Capsaicin may also boost calorie burning and increase your fat loss efforts when combined with exercise. When scientists gave healthy subjects capsaicin an hour before performing low-intensity exercise (stationary cycling), they burned more fat. The increase was impressive enough that the scientists suggested capsaicin be used as an adjunctive therapy in the treatment of elevated blood lipid levels and/or obesity.
3. Cinnamon
Who doesn't love cinnamon especially when it is on a dessert. Ok I am not saying you need to start eating more desserts, but what if I told you that it may help “influence” more of those carbohydrates into lean muscle and away from fat cells?

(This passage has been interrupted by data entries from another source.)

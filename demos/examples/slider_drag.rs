// Copyright 2025 the Understory Authors
// SPDX-License-Identifier: Apache-2.0 OR MIT

//! Drag a stepped slider and print the lifecycle events.
//!
//! This example feeds a scripted press/move/release sequence into a slider,
//! including a press that misses the thumb and a termination request that is
//! refused mid-drag.
//!
//! Run:
//! - `RUST_LOG=understory_slider=debug cargo run -p understory_slider_demos --example slider_drag`

use tracing_subscriber::EnvFilter;
use understory_slider::{Range, Region, SlideHandler, Slider, SliderConfig};

#[derive(Default)]
struct Printer;

impl SlideHandler for Printer {
    fn sliding_start(&mut self, value: f64) {
        println!("  start     {value:>6.1}");
    }

    fn value_change(&mut self, value: f64) {
        println!("  change    {value:>6.1}");
    }

    fn sliding_complete(&mut self, value: f64) {
        println!("  complete  {value:>6.1}");
    }
}

fn main() {
    tracing_subscriber::fmt()
        .with_env_filter(EnvFilter::from_default_env())
        .init();

    let range = Range::new(0.0, 100.0, 10.0).unwrap_or_default();
    let mut slider = Slider::with_handler(SliderConfig::default().with_range(range), Printer);

    // Nothing is hit-testable before layout.
    println!("press before layout granted: {}", slider.on_gesture_start(20.0, 20.0));

    slider.measure(Region::Container, 300.0, 40.0);
    slider.measure(Region::Track, 300.0, 4.0);
    slider.measure(Region::Thumb, 20.0, 20.0);

    let layout = slider.layout();
    println!(
        "visible={} thumb={:?} touch={:?} overflow={:?}",
        layout.visible, layout.thumb_rect, layout.touch_rect, layout.touch_overflow
    );

    println!("press far from thumb granted: {}", slider.on_gesture_start(250.0, 20.0));

    let center = slider.touch_geometry().rect.center();
    println!("press on thumb granted: {}", slider.on_gesture_start(center.x, center.y));
    for dx in [30.0, 75.0, 133.0] {
        slider.on_gesture_move(dx);
    }
    println!("termination allowed: {}", slider.on_termination_request());
    slider.on_gesture_end(133.0);

    let layout = slider.layout();
    println!(
        "value={} thumb_offset={} filled={}",
        layout.value, layout.thumb_offset, layout.minimum_track_length
    );
}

Most of the carbohydrate calories you eat are eventually converted into blood sugar. The hormone insulin helps direct glucose into your body’s cells, including muscle cells. If your muscle cells are more sensitive to insulin, the more effective they can grab the extra glucose and store it for later use, such as providing your muscles with energy during exercise. If everything else is the same, this leaves less glucose available for your fat cells, which might otherwise use it to make body fat.
Of the many plants studied to date, cinnamon has been reported to be among the most powerful in terms of its ability to enhance insulin sensitivity and keep blood glucose levels in check. When added to a carbohydrate-rich meal, it reduces the rise in blood glucose normally experienced afterwards. While the effects on insulin sensitivity may take a couple of weeks to manifest, the improvements in blood glucose control appear virtually immediately.

So cinnamon increases insulin sensitivity and improves blood glucose regulation. It may also help you in other ways as well. Dr Richard Anderson (Ph.D.) at the US Department of Agriculture has conducted numerous studies on cinnamon. He says that if cinnamon is consumed long-term, it can enhance lean body mass (this includes muscle) and reduce body fat, something he and his scientific colleagues demonstrated in a study performed in 2006.
4. Green Tea
White, green and black varieties of tea all contain caffeine. The attention green tea is getting though is from its potential fat burning properties. Its fat-burning effects are not due to the caffeine it contains. Thought weight loss supplements are including this ingredient into their formulas more and more.
In one frequently cited study, healthy young men were given a green tea extract three times per day. Their 24-hour calorie-burning rate was 3.5% higher than that of subjects taking a placebo. This was equivalent to burning an additional 200 Calories per day -more than enough to eventually produce substantial weight loss and reductions in body fat.

Not only did green tea cause the subjects to burn more calories, but a larger proportion of the calories burned were determined by the scientists to have come from fat. Various scientists’ comments were (they used the term “remarkable” to describe green tea’s effects), they seemed to be quite impressed. Indeed, green tea’s thermogenic effects in this study were as powerful as much larger doses of caffeine.
These are just a few of the ingredients found in a few weight loss supplements proven through science to help you actually burn more calories.
SCIENTIFIC EVIDENCE
Dulloo et al. (1989). Am J Clin Nutr 49:44.
Matsumoto et al. (2000). J Nutr Sci Vitaminol (Tokyo) 46(6): 309.
Shin and Moritani (2007). J Nutr Sci Vitaminol (Tokyo) 53(2): 124.
Hlebowicz et al. (2007). Am J Clin Nutr 85: 1552.
Solomon and Blannin (2009). Eur J Appl Physiol 105(6): 969.
Ziegenfuss et al. (2006). J Int Soc Sports Nutr, 3:45.
Dr. Anderson’s comments were provided during personal communications conducted in March 2010.
Chim et al. (2008). J Anal Toxicol, 32(8): 702.
Dulloo et al. (1999). Am J Clin Nutr 70: 1040.